In Boston, fathers have become grandfathers telling the legend
of how people would stop their cars at the entrances to the
Callahan and Sumner tunnels during Red Sox rallies in 1967
rather than lose radio contact with their pennant-bound team.
Now Mariners fans, too, can tell their children exactly how
baseball held them spellbound in '95, if not exactly in the same
learned manner as a veteran fan of the "Sawx."
"I like to see the Mariners win," says Kit Ford, Gayle Frink's
sister, "but I really pay attention when they go into overtime."
Ah, yes. It was at once both sweet and awkward, like a first
kiss. When the Mariners reached the playoffs, The Seattle Times
saw fit to run a two-page baseball primer complete with a
glossary of terms, an explanation of how to keep score and
descriptions of various pitches.
"It's like your first love," Buhner says. "It will never happen
again that special. I'm going to go out and buy one of those
highlight tapes of the season. And whenever I get down a little
bit, I'm going to pull out that tape and watch it.
"What I'll always remember is how I couldn't wait to get to the
ballpark. And then when the game was over I couldn't wait to get
home. Because I knew that as soon as I put my head on my pillow,
I was that much closer to another day and getting to do it all
The Mariners won games and saved marriages. Ron Anderson of
Brier, Wash., told The Seattle Times that his "marriage was
going through a very rocky time at the start of this, and we got
caught up in the hype and hoopla, and she developed into a
sports fan, and it kept our five-year marriage together.
Thanks, Mariners. I have my wife."
When John Ellis, the Mariners' chief executive officer, visited
his in-laws at a nursing home, the home's director stopped him
and said, "Look, I've been here nine years, and I've never seen
these people get so excited over anything. The Mariners are all
they want to talk about. We've got people in their 90's here.
They have fixed ideas. They don't like change. But they came to
us and told us they wanted dinner moved to 4:30 so they wouldn't
miss a pitch. It's incredible."
At a black-tie auction to raise money for the Boys and Girls
Clubs of King County, a man bid $1,000 to put the event on hold
so everyone there could watch a Mariners game on televisions in
the hotel ballroom. The bid was gladly accepted.
Baseball, especially the way Seattle used to play it, seemed
frivolous in a region that likes to worry about spotted owls and
likes to, as the bumper stickers advise, VISUALIZE WORLD PEACE.
But in these eight weeks baseball became important. It became
life and death.
In the middle of the madness a couple named their newborn son
Randy Jay, after their two favorite Mariners.
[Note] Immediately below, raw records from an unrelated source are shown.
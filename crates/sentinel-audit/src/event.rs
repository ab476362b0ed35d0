//! Audit event and log types.
//!
//! `AuditEvent` wraps an `AuditRecord` with its position in the chain and the
//! hashes that make tampering detectable. `AuditLog` is the sealed export.

use chrono::{DateTime, Utc};
use serde::{Deserialize, Serialize};

use sentinel_contracts::assessment::AuditRecord;

/// A single entry in the hash chain.
///
/// Changing any field, including inside `record`, invalidates `this_hash`
/// and every later `prev_hash`.
#[derive(Debug, Clone, Serialize, Deserialize)]
pub struct AuditEvent {
    /// Position in the chain, starting at 0.
    pub sequence: u64,
    /// The audit stream this event belongs to (one per engine instance).
    pub stream_id: String,
    pub record: AuditRecord,
    /// Hash of the previous event, or `GENESIS_HASH`.
    pub prev_hash: String,
    pub this_hash: String,
}

impl AuditEvent {
    /// The `prev_hash` of the first event in every chain.
    pub const GENESIS_HASH: &'static str =
        "0000000000000000000000000000000000000000000000000000000000000000";
}

/// A sealed export of one audit stream.
#[derive(Debug, Clone, Serialize, Deserialize)]
pub struct AuditLog {
    pub stream_id: String,
    pub events: Vec<AuditEvent>,
    pub exported_at: DateTime<Utc>,
    /// `this_hash` of the last event; empty for an empty log.
    pub terminal_hash: String,
    /// True once `finalize` has been called on the writer.
    pub sealed: bool,
}
//! Passcode generation and comparison.

use rand::{rngs::OsRng, Rng};

/// Draw `length` decimal digits from the operating system RNG.
pub fn generate_code(length: usize) -> String {
    let mut rng = OsRng;
    (0..length)
        .map(|_| char::from(b'0' + rng.gen_range(0..10u8)))
        .collect()
}

/// True when `code` is exactly `length` ASCII digits.
pub fn is_well_formed(code: &str, length: usize) -> bool {
    code.len() == length && code.bytes().all(|b| b.is_ascii_digit())
}

/// Compare without short-circuiting on the first differing byte.
pub fn codes_match(expected: &str, submitted: &str) -> bool {
    if expected.len() != submitted.len() {
        return false;
    }
    expected
        .bytes()
        .zip(submitted.bytes())
        .fold(0u8, |acc, (a, b)| acc | (a ^ b))
        == 0
}
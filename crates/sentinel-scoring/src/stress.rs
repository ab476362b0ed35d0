//! Keyword-weighted stress estimation.

use std::collections::BTreeMap;

use tracing::debug;

use sentinel_contracts::signal::{StressLevel, StressSignal};
use sentinel_policy::StressTable;

use crate::lexicon;

/// Estimate stress from `text`.
///
/// Each keyword in the table contributes its weight once if it appears
/// anywhere in the normalized text; repeats do not add up.
pub fn estimate(text: &str, table: &StressTable) -> StressSignal {
    let normalized = lexicon::normalize(text);

    let raw_score: u32 = table
        .keywords
        .iter()
        .filter(|k| lexicon::contains_phrase(&normalized, &k.keyword))
        .fold(0u32, |acc, k| acc.saturating_add(k.weight));

    let level = if raw_score >= table.high_at {
        StressLevel::High
    } else if raw_score >= table.medium_at {
        StressLevel::Medium
    } else {
        StressLevel::Low
    };

    let confidence = (f64::from(raw_score) / 10.0).min(1.0);
    let fear = if lexicon::contains_phrase(&normalized, &table.fear_keyword) {
        table.fear_value
    } else {
        0.0
    };

    let mut emotions = BTreeMap::new();
    emotions.insert("urgency".to_string(), confidence);
    emotions.insert("fear".to_string(), fear);

    debug!(raw_score, level = %level, "stress estimated");

    StressSignal {
        level,
        confidence,
        emotions,
        raw_score,
    }
}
And then there was
the stranger who stopped Mariners president Chuck Armstrong at a
University of Washington football game on Oct. 28. "She got real
teary-eyed and thanked me and thanked the Mariners for helping
to save her father's life," Armstrong says. "It turned out that
in the first part of September her father suffered a massive
stroke. The doctors told her and the family that there was
little chance for recovery. It was just a matter of time before
"Well, he knew all about Refuse to Lose. His motto was going to
be Refuse to Die. She said he drew strength from the team. It
turns out he recovered nicely and is almost back to normal. She
was crying when she told me he would not have had the will to
continue if it had not been for what we were doing. I'm telling
you, I'm getting goose bumps just talking about it."
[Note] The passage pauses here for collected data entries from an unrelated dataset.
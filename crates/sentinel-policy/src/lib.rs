//! # sentinel-policy
//!
//! Scoring tables and runtime settings for the Sentinel engine.
//!
//! ## Overview
//!
//! [`ScoringPolicy`] holds every catalog, weight, and threshold the scorers
//! read: scam phrases, filler words, the challenge catalog, liveness points,
//! the stress keyword table, the two scam weights, amount tiers, and risk
//! level thresholds. Tables are plain data so they can be tested and swapped
//! without touching scoring logic.
//!
//! [`OtpSettings`] and [`GatewayCredentials`] are read from the process
//! environment once at startup. The deployment mode fails closed.
//!
//! ## Quick start
//!
//! ```rust,ignore
//! use sentinel_policy::{OtpSettings, ScoringPolicy};
//!
//! let policy = ScoringPolicy::from_toml_str(include_str!("../../../policies/scoring.toml"))?;
//! let settings = OtpSettings::from_env();
//! ```

pub mod policy;
pub mod settings;
pub mod tables;

pub use policy::ScoringPolicy;
pub use settings::{DeploymentMode, GatewayCredentials, OtpSettings};
pub use tables::{
    AmountTier, ChallengeCatalog, KeywordWeight, LevelThresholds, LexiconTables,
    LivenessWeights, RiskTable, ScamWeights, StressTable,
};

// ── Tests ─────────────────────────────────────────────────────────────────────

#[cfg(test)]
mod tests {
    use std::collections::HashMap;

    use sentinel_contracts::{error::SentinelError, liveness::ChallengePhrase, risk::RiskLevel};

    use crate::{
        ChallengeCatalog, DeploymentMode, GatewayCredentials, LevelThresholds, OtpSettings,
        ScoringPolicy,
    };

    const BUNDLED_POLICY: &str = include_str!("../../../policies/scoring.toml");

    fn lookup(vars: &[(&str, &str)]) -> impl Fn(&str) -> Option<String> {
        let map: HashMap<String, String> = vars
            .iter()
            .map(|(k, v)| (k.to_string(), v.to_string()))
            .collect();
        move |key| map.get(key).cloned()
    }

    // ── 1. bundled policy mirrors defaults ───────────────────────────────────

    #[test]
    fn test_bundled_policy_matches_defaults() {
        let loaded = ScoringPolicy::from_toml_str(BUNDLED_POLICY).unwrap();
        assert_eq!(loaded, ScoringPolicy::default());
    }

    // ── 2. partial overrides ─────────────────────────────────────────────────

    /// A TOML naming one key changes only that key.
    #[test]
    fn test_partial_override_keeps_other_defaults() {
        let policy = ScoringPolicy::from_toml_str(
            r#"
            [scam]
            scam_check_weight = 40
        "#,
        )
        .unwrap();

        assert_eq!(policy.scam.scam_check_weight, 40);
        assert_eq!(policy.scam.aggregation_weight, 25);
        assert_eq!(policy.risk, ScoringPolicy::default().risk);
    }

    #[test]
    fn test_empty_toml_is_default_policy() {
        assert_eq!(
            ScoringPolicy::from_toml_str("").unwrap(),
            ScoringPolicy::default()
        );
    }

    // ── 3. the two scam weights are independent ──────────────────────────────

    #[test]
    fn test_scam_weights_default_to_distinct_values() {
        let policy = ScoringPolicy::default();
        assert_eq!(policy.scam.aggregation_weight, 25);
        assert_eq!(policy.scam.scam_check_weight, 30);
    }

    // ── 4. validation ────────────────────────────────────────────────────────

    #[test]
    fn test_non_descending_levels_rejected() {
        let result = ScoringPolicy::from_toml_str(
            r#"
            [risk.levels]
            critical = 50
            high = 50
            medium = 30
        "#,
        );
        match result {
            Err(SentinelError::ConfigError { reason }) => {
                assert!(reason.contains("strictly descending"), "got: {reason}");
            }
            other => panic!("expected ConfigError, got {:?}", other),
        }
    }

    #[test]
    fn test_unsorted_amount_tiers_rejected() {
        let result = ScoringPolicy::from_toml_str(
            r#"
            [[risk.amount_tiers]]
            above = 10000.0
            points = 10
            factor = "small"

            [[risk.amount_tiers]]
            above = 50000.0
            points = 20
            factor = "large"
        "#,
        );
        assert!(matches!(result, Err(SentinelError::ConfigError { .. })));
    }

    #[test]
    fn test_oversized_scam_weight_rejected() {
        let result = ScoringPolicy::from_toml_str("[scam]\naggregation_weight = 101\n");
        match result {
            Err(SentinelError::ConfigError { reason }) => {
                assert!(reason.contains("aggregation_weight"), "got: {reason}");
            }
            other => panic!("expected ConfigError, got {:?}", other),
        }
    }

    fn config_reason(toml: &str) -> String {
        match ScoringPolicy::from_toml_str(toml) {
            Err(SentinelError::ConfigError { reason }) => reason,
            other => panic!("expected ConfigError for {toml:?}, got {:?}", other),
        }
    }

    #[test]
    fn test_out_of_range_liveness_weights_rejected() {
        assert!(config_reason("[liveness]\nbase = 2147483647\n").contains("base"));
        assert!(config_reason("[liveness]\nfiller_penalty = -101\n").contains("filler_penalty"));
        assert!(config_reason("[liveness]\nexact_match = 101\n").contains("exact_match"));
    }

    #[test]
    fn test_unreachable_pass_mark_rejected() {
        assert!(config_reason("[liveness]\npass_mark = 101\n").contains("pass_mark"));
        assert!(config_reason("[liveness]\npass_mark = -1\n").contains("pass_mark"));
        assert!(ScoringPolicy::from_toml_str("[liveness]\npass_mark = 100\n").is_ok());
    }

    #[test]
    fn test_oversized_stress_keyword_weight_rejected() {
        let reason = config_reason(
            r#"
            [[stress.keywords]]
            keyword = "a"
            weight = 4294967295

            [[stress.keywords]]
            keyword = "b"
            weight = 1
        "#,
        );
        assert!(reason.contains("stress keyword 'a'"), "got: {reason}");
    }

    #[test]
    fn test_oversized_risk_points_rejected() {
        assert!(config_reason("[risk]\nadditional_verification_at = 101\n")
            .contains("additional_verification_at"));
        assert!(config_reason("[risk]\nfailed_liveness_points = 500\n")
            .contains("failed_liveness_points"));
        let reason = config_reason(
            r#"
            [[risk.amount_tiers]]
            above = 1000.0
            points = 4294967295
            factor = "huge"
        "#,
        );
        assert!(reason.contains("huge"), "got: {reason}");
    }

    #[test]
    fn test_empty_challenge_catalog_rejected() {
        let result = ScoringPolicy::from_toml_str("[lexicon]\nchallenges = []\n");
        assert!(matches!(result, Err(SentinelError::ConfigError { .. })));
    }

    #[test]
    fn test_toml_parse_error() {
        match ScoringPolicy::from_toml_str("this is not valid toml ][[[") {
            Err(SentinelError::ConfigError { reason }) => {
                assert!(reason.contains("failed to parse scoring policy TOML"));
            }
            other => panic!("expected ConfigError, got {:?}", other),
        }
    }

    // ── 5. level thresholds ──────────────────────────────────────────────────

    #[test]
    fn test_level_thresholds_are_monotonic() {
        let levels = LevelThresholds::default();
        assert_eq!(levels.level_for(0), RiskLevel::Low);
        assert_eq!(levels.level_for(29), RiskLevel::Low);
        assert_eq!(levels.level_for(30), RiskLevel::Medium);
        assert_eq!(levels.level_for(49), RiskLevel::Medium);
        assert_eq!(levels.level_for(50), RiskLevel::High);
        assert_eq!(levels.level_for(69), RiskLevel::High);
        assert_eq!(levels.level_for(70), RiskLevel::Critical);
        assert_eq!(levels.level_for(100), RiskLevel::Critical);

        let mut previous = RiskLevel::Low;
        for score in 0..=100 {
            let level = levels.level_for(score);
            assert!(level >= previous, "level dropped at score {score}");
            previous = level;
        }
    }

    // ── 6. challenge catalog ─────────────────────────────────────────────────

    #[test]
    fn test_challenge_issue_draws_from_catalog() {
        let catalog = ChallengeCatalog::default();
        for _ in 0..50 {
            let phrase = catalog.issue().unwrap();
            assert!(catalog.contains(&phrase), "issued '{phrase}' not in catalog");
        }
        assert!(catalog.contains(&ChallengePhrase::new("  Green Mango ")));
        assert!(!catalog.contains(&ChallengePhrase::new("red apple")));
    }

    #[test]
    fn test_empty_catalog_cannot_issue() {
        let catalog = ChallengeCatalog::new(vec![]);
        assert!(matches!(
            catalog.issue(),
            Err(SentinelError::ConfigError { .. })
        ));
    }

    // ── 7. deployment mode fails closed ──────────────────────────────────────

    #[test]
    fn test_deployment_mode_fails_closed() {
        assert_eq!(DeploymentMode::parse(None), DeploymentMode::Production);
        assert_eq!(DeploymentMode::parse(Some("")), DeploymentMode::Production);
        assert_eq!(DeploymentMode::parse(Some("staging")), DeploymentMode::Production);
        assert_eq!(DeploymentMode::parse(Some("production")), DeploymentMode::Production);
        assert_eq!(DeploymentMode::parse(Some(" Development ")), DeploymentMode::Development);
        assert_eq!(DeploymentMode::parse(Some("test")), DeploymentMode::Development);
        assert!(!DeploymentMode::Production.exposes_codes());
        assert!(DeploymentMode::Development.exposes_codes());
    }

    #[test]
    fn test_otp_settings_read_mode_from_lookup() {
        let settings = OtpSettings::from_lookup(lookup(&[("ENVIRONMENT", "development")]));
        assert_eq!(settings.mode, DeploymentMode::Development);
        assert_eq!(settings.ttl_seconds, 300);
        assert_eq!(settings.code_length, 6);

        // SENTINEL_ENV takes precedence.
        let settings = OtpSettings::from_lookup(lookup(&[
            ("SENTINEL_ENV", "production"),
            ("ENVIRONMENT", "development"),
        ]));
        assert_eq!(settings.mode, DeploymentMode::Production);

        assert_eq!(OtpSettings::from_lookup(lookup(&[])).mode, DeploymentMode::Production);
    }

    // ── 8. gateway credentials ───────────────────────────────────────────────

    #[test]
    fn test_otp_settings_validation() {
        assert!(OtpSettings::default().validate().is_ok());
        assert!(OtpSettings::development().validate().is_ok());

        for code_length in [0, 3, 13] {
            let settings = OtpSettings {
                code_length,
                ..OtpSettings::default()
            };
            match settings.validate() {
                Err(SentinelError::ConfigError { reason }) => {
                    assert!(reason.contains("code_length"), "got: {reason}");
                }
                other => panic!("expected ConfigError for {code_length}, got {:?}", other),
            }
        }

        for ttl_seconds in [0, -300] {
            let settings = OtpSettings {
                ttl_seconds,
                ..OtpSettings::default()
            };
            assert!(matches!(settings.validate(), Err(SentinelError::ConfigError { .. })));
        }
    }

    #[test]
    fn test_gateway_credentials_require_every_field() {
        let full = [
            (GatewayCredentials::ACCOUNT_SID_VAR, "AC123"),
            (GatewayCredentials::AUTH_TOKEN_VAR, "secret"),
            (GatewayCredentials::FROM_NUMBER_VAR, "+15550000000"),
        ];
        let creds = GatewayCredentials::from_lookup(lookup(&full)).unwrap();
        assert_eq!(creds.account_sid, "AC123");
        assert!(!format!("{creds:?}").contains("secret"));

        let partial = [
            (GatewayCredentials::ACCOUNT_SID_VAR, "AC123"),
            (GatewayCredentials::AUTH_TOKEN_VAR, "   "),
            (GatewayCredentials::FROM_NUMBER_VAR, "+15550000000"),
        ];
        assert!(GatewayCredentials::from_lookup(lookup(&partial)).is_none());
    }
}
Legends. Mariners fans snapped up 18,000 copies of Seattle's
1995 highlight video in the first three days they were on sale.
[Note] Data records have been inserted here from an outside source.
//! Object storage for uploaded CVs and generated reports.
//!
//! Keys are namespaced by sanitized identity so the retention sweep and
//! per-user lookups can scope by prefix: `cv-uploads/{identity}/{millis}-{file}`.

use std::path::Path;
use std::time::Duration;

use async_trait::async_trait;
use aws_sdk_s3::error::DisplayErrorContext;
use aws_sdk_s3::presigning::PresigningConfig;
use aws_sdk_s3::primitives::ByteStream;
use chrono::Utc;
use tracing::info;

use crate::errors::ReviewError;
use crate::models::session::normalize_identity;

const UPLOAD_PREFIX: &str = "cv-uploads";

#[async_trait]
pub trait ObjectStore: Send + Sync {
    /// Uploads `local_file` under the identity's namespace and returns its reference.
    async fn store(&self, local_file: &Path, identity: &str) -> Result<String, ReviewError>;
    async fn retrieve(&self, file_ref: &str) -> Result<Vec<u8>, ReviewError>;
    async fn retrievable_link(&self, file_ref: &str, ttl: Duration) -> Result<String, ReviewError>;
    async fn delete(&self, file_ref: &str) -> Result<(), ReviewError>;
}

/// Builds the storage key for `file_name` owned by `identity`.
pub fn storage_key(identity: &str, file_name: &str) -> String {
    let safe_name: String = file_name
        .chars()
        .map(|c| if c.is_ascii_alphanumeric() || matches!(c, '.' | '-' | '_') { c } else { '_' })
        .collect();
    format!(
        "{UPLOAD_PREFIX}/{}/{}-{}",
        normalize_identity(identity),
        Utc::now().timestamp_millis(),
        safe_name
    )
}

/// File name part of a storage reference.
pub fn file_name_of(file_ref: &str) -> &str {
    file_ref.rsplit('/').next().unwrap_or(file_ref)
}

fn content_type_for(file_name: &str) -> &'static str {
    match file_name.rsplit('.').next().map(str::to_ascii_lowercase).as_deref() {
        Some("pdf") => crate::document::PDF_MIME,
        Some("docx") => crate::document::DOCX_MIME,
        _ => "application/octet-stream",
    }
}

pub struct S3Store {
    client: aws_sdk_s3::Client,
    bucket: String,
}

impl S3Store {
    pub fn new(client: aws_sdk_s3::Client, bucket: impl Into<String>) -> Self {
        Self {
            client,
            bucket: bucket.into(),
        }
    }
}

#[async_trait]
impl ObjectStore for S3Store {
    async fn store(&self, local_file: &Path, identity: &str) -> Result<String, ReviewError> {
        let file_name = local_file
            .file_name()
            .and_then(|n| n.to_str())
            .unwrap_or("upload.bin");
        let bytes = tokio::fs::read(local_file)
            .await
            .map_err(|e| ReviewError::StorageFailure(format!("cannot read {file_name}: {e}")))?;
        let key = storage_key(identity, file_name);

        self.client
            .put_object()
            .bucket(&self.bucket)
            .key(&key)
            .content_type(content_type_for(file_name))
            .body(ByteStream::from(bytes))
            .send()
            .await
            .map_err(|e| ReviewError::StorageFailure(format!("{}", DisplayErrorContext(&e))))?;

        info!("Stored {key} in {}", self.bucket);
        Ok(key)
    }

    async fn retrieve(&self, file_ref: &str) -> Result<Vec<u8>, ReviewError> {
        let object = self
            .client
            .get_object()
            .bucket(&self.bucket)
            .key(file_ref)
            .send()
            .await
            .map_err(|e| ReviewError::StorageFailure(format!("{}", DisplayErrorContext(&e))))?;

        let data = object
            .body
            .collect()
            .await
            .map_err(|e| ReviewError::StorageFailure(format!("reading {file_ref}: {e}")))?;
        Ok(data.into_bytes().to_vec())
    }

    async fn retrievable_link(&self, file_ref: &str, ttl: Duration) -> Result<String, ReviewError> {
        let presigning = PresigningConfig::expires_in(ttl)
            .map_err(|e| ReviewError::StorageFailure(format!("invalid link ttl: {e}")))?;
        let request = self
            .client
            .get_object()
            .bucket(&self.bucket)
            .key(file_ref)
            .presigned(presigning)
            .await
            .map_err(|e| ReviewError::StorageFailure(format!("{}", DisplayErrorContext(&e))))?;
        Ok(request.uri().to_string())
    }

    async fn delete(&self, file_ref: &str) -> Result<(), ReviewError> {
        self.client
            .delete_object()
            .bucket(&self.bucket)
            .key(file_ref)
            .send()
            .await
            .map_err(|e| ReviewError::StorageFailure(format!("{}", DisplayErrorContext(&e))))?;
        Ok(())
    }
}

#[cfg(test)]
mod tests {
    use super::*;

    #[test]
    fn test_storage_key_is_namespaced_by_sanitized_identity() {
        let key = storage_key("whatsapp:+2348012345678", "my cv (final).pdf");
        let parts: Vec<&str> = key.split('/').collect();
        assert_eq!(parts[0], "cv-uploads");
        assert_eq!(parts[1], "2348012345678");
        assert!(parts[2].ends_with("-my_cv__final_.pdf"));
        assert_eq!(parts.len(), 3);
    }

    #[test]
    fn test_file_name_of_reference() {
        assert_eq!(file_name_of("cv-uploads/1/17-cv.pdf"), "17-cv.pdf");
        assert_eq!(file_name_of("plain.pdf"), "plain.pdf");
    }

    #[test]
    fn test_content_type_from_extension() {
        assert_eq!(content_type_for("a.PDF"), crate::document::PDF_MIME);
        assert_eq!(content_type_for("a.docx"), crate::document::DOCX_MIME);
        assert_eq!(content_type_for("a"), "application/octet-stream");
    }
}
The first run of 30,000 videos sold out, as did the second run
of 20,000, so 50,000 more were ordered up for holiday shoppers.
(Only 10,000 remained by the New Year.) In the Seattle suburb of
Issaquah, people waited in a hardware store when they heard
about an impending video delivery and then snatched the tapes by
the handful straight from the shipping carton. The videos never
made it to the display stand.
People still drive around with those REFUSE TO LOSE signs in
their windows, except that now they have been amended to read
REFUSE TO LET GO.
Amazing? Sure. All of that. What may be most amazing of all,
though, is how close the Mariners came to bolting Seattle.
On the first day of spring training last year, Ellis gathered
the Mariners in the brightness of an Arizona morning and laid
out their mission: Put the strike behind us, win our division
and, oh, yeah, get us a new stadium for the city.
"Do you know what kind of pressure that is?" Buhner says.
"Knowing that if you don't win, the team's going to skip town?
That the future of the franchise is on your shoulders? Man,
There were only two years left on the Mariners' lease at the
Kingdome, a dreary facility that has all the ambience of a
port-a-john. The club was losing so much money, Ellis said, that
unless it extracted a promise from the local electorate of
public funds to finance a new ballpark, it would be sold--almost
certainly to someone smart enough to move it out of Seattle.
Ellis and the board of directors gave general manager Woody
Woodward a budget of $30 million, about $4 million less than
what the Mariners already had committed to players' salaries
alone by spring training. Rumors abounded that Johnson or DH
Edgar Martinez would be traded. Says Woodward, "I had enough
interest from other clubs that I knew I could have made a deal
to get the dollars down. I don't mind admitting now that I did
drag my feet a little bit."
Woodward and manager Lou Piniella eventually persuaded Ellis to
leave the team intact, that this shot at saving baseball in
Seattle had to be a damn-the-budget effort. Then the cause
appeared lost in one horrifying instant on May 26, when Ken
Griffey Jr. broke two bones in his left wrist while making a
spectacular catch against the Kingdome's centerfield wall.
By Aug. 2, the Mariners trailed the first-place California
Angels by 13 games in the American League West. Only two teams
in history had ever come back from a greater deficit to win a
league or division championship: the 1951 New York Giants (13
games) and the '78 New York Yankees (14), whose rightfielder was
Piniella. The Mariners found encouragement, though, in a more
realistic, if newfangled, goal: the wild card. Had it not been
for the expanded playoff format, which was put into use for the
first time in '95, Woodward would have sold off some of the
Mariners' top players, effectively handing the franchise a
one-way ticket out of town. "There's no doubt about it,"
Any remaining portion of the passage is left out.